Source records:
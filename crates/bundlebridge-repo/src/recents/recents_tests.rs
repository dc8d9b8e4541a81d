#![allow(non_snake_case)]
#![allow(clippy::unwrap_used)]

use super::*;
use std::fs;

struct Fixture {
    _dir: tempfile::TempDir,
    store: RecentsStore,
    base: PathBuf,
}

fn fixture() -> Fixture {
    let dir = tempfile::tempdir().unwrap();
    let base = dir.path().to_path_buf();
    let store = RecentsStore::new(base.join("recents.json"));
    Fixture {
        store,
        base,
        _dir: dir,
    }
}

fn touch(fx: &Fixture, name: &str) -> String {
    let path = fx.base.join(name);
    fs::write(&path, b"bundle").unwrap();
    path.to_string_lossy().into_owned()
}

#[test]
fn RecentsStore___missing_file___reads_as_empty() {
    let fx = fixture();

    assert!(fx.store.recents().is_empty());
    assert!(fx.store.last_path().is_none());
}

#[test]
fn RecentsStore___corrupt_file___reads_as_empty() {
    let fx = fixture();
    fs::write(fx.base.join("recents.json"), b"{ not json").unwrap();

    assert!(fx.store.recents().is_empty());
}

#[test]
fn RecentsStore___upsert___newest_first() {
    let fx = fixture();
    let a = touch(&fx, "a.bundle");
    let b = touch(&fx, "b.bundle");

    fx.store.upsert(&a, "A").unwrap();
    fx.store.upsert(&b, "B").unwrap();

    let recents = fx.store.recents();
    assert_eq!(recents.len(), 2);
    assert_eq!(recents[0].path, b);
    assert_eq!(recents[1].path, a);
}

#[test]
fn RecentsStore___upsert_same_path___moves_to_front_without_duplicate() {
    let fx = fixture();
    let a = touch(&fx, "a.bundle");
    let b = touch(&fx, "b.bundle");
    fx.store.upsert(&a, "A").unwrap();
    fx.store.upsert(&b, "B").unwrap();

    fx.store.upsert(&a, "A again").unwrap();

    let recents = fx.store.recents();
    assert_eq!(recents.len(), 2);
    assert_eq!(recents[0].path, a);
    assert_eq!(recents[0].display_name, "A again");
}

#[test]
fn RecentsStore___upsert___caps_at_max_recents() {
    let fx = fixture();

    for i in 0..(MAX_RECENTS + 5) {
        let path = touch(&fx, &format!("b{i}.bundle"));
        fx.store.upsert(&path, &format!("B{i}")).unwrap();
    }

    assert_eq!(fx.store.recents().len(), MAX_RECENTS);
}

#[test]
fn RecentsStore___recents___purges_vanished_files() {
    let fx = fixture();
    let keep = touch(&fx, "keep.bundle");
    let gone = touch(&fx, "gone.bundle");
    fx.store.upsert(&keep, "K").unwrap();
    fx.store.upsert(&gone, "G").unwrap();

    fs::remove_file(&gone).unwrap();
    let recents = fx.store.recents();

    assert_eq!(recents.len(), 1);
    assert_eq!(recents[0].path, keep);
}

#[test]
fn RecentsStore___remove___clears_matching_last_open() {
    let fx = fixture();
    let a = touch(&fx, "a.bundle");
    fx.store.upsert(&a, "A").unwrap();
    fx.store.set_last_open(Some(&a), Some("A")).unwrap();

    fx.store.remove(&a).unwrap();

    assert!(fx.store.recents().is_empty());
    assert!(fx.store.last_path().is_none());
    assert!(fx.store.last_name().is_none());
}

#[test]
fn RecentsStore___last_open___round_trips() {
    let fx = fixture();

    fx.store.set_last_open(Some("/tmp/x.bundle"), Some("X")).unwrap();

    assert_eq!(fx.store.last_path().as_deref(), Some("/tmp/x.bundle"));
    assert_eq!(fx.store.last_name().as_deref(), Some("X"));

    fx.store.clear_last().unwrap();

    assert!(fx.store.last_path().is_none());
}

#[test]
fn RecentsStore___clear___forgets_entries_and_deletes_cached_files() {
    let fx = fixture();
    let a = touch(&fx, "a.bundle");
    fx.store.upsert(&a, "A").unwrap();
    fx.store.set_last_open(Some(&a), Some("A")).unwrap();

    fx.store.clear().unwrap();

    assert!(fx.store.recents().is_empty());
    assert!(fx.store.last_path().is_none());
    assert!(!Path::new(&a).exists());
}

---

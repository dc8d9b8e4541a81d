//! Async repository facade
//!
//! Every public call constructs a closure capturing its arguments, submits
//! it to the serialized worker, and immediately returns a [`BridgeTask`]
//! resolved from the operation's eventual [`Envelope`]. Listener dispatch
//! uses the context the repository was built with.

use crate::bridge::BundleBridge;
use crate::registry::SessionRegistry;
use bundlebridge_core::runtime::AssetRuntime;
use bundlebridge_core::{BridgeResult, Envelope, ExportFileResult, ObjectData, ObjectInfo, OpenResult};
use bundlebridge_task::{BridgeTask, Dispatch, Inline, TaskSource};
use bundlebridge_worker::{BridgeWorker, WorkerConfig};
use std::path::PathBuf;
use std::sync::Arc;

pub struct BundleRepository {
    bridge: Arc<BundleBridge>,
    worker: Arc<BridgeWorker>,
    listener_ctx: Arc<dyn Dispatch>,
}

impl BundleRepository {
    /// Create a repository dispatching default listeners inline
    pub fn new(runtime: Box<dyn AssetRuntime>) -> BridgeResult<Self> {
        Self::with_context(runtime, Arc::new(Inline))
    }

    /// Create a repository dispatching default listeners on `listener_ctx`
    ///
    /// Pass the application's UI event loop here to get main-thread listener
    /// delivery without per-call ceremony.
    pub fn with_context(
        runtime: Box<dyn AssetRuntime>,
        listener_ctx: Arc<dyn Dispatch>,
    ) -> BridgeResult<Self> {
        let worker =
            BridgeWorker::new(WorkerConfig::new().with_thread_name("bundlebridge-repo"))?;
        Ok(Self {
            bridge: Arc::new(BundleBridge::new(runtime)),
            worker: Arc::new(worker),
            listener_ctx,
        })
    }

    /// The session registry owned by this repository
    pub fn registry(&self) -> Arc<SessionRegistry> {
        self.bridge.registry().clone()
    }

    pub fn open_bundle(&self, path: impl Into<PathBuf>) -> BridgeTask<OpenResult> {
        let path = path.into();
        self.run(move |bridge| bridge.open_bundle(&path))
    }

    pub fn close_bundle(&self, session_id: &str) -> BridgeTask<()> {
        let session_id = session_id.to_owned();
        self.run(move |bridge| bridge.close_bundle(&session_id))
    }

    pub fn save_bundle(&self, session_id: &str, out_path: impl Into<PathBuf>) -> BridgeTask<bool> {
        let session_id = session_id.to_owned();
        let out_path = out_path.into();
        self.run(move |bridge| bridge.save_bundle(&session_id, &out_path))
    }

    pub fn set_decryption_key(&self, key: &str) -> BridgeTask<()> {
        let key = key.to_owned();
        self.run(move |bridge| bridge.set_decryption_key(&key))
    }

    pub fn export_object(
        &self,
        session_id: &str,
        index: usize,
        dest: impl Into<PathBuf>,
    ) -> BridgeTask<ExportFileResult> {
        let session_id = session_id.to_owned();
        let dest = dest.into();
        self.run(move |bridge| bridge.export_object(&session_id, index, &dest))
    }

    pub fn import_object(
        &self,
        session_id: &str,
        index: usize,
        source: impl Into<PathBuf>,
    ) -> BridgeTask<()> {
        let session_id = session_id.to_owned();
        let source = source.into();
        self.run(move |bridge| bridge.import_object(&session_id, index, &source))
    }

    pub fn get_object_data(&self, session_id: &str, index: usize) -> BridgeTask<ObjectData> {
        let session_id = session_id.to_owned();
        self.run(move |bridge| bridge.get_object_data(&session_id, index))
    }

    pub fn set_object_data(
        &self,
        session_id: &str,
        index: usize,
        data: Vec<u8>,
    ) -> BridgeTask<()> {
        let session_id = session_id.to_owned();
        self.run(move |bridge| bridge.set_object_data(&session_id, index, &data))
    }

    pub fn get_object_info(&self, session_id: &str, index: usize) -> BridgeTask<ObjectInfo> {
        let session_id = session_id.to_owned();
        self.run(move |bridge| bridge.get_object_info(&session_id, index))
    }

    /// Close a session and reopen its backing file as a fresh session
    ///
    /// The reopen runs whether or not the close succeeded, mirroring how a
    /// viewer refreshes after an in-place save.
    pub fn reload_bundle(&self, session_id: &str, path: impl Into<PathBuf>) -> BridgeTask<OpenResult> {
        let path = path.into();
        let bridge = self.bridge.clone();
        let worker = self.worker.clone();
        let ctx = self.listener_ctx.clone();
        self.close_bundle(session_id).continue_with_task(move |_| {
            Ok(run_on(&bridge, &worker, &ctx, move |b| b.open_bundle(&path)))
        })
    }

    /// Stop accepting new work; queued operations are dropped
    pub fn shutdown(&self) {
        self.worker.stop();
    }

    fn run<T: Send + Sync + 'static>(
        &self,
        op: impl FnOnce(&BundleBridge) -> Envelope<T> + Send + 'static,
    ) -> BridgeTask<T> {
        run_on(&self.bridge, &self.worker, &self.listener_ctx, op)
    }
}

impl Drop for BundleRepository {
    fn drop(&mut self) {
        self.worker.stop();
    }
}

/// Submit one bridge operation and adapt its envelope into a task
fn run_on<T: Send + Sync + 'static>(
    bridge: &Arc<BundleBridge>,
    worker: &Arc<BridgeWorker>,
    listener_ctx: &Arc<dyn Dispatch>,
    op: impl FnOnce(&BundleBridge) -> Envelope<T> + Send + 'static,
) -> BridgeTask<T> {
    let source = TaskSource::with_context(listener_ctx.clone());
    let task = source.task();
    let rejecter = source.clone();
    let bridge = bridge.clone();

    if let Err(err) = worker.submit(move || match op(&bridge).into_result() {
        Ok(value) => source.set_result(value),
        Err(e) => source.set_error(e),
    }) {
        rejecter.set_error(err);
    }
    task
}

...

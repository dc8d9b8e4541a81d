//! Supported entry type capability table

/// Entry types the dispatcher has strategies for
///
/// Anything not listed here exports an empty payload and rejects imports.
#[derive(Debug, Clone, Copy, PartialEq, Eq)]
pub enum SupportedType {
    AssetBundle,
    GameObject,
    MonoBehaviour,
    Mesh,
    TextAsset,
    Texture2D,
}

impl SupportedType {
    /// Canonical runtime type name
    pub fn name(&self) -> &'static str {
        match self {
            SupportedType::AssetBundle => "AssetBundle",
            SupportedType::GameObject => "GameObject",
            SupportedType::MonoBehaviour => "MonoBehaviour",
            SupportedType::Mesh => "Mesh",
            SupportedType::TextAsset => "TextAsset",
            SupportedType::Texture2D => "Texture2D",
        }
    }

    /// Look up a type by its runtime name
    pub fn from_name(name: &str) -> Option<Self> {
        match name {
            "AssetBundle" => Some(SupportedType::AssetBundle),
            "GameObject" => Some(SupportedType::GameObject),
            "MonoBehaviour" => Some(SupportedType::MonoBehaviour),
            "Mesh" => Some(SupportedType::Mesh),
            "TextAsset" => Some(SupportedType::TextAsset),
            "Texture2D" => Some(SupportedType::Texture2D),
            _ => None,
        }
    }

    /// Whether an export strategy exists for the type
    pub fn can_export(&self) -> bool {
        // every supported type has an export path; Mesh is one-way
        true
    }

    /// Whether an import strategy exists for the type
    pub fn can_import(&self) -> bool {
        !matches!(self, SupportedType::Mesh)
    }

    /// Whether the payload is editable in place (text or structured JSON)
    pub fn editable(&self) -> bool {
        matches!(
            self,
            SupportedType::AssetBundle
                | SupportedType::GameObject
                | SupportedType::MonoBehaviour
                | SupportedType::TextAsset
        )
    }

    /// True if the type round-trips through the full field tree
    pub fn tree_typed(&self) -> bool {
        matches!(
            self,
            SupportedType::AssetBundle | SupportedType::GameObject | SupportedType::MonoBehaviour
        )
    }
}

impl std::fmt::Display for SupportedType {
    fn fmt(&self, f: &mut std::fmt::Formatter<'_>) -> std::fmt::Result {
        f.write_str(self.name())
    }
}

Task objective: Say how many lines in the data hold the string "rejecter". No other content should accompany the number.

Result for this task: 2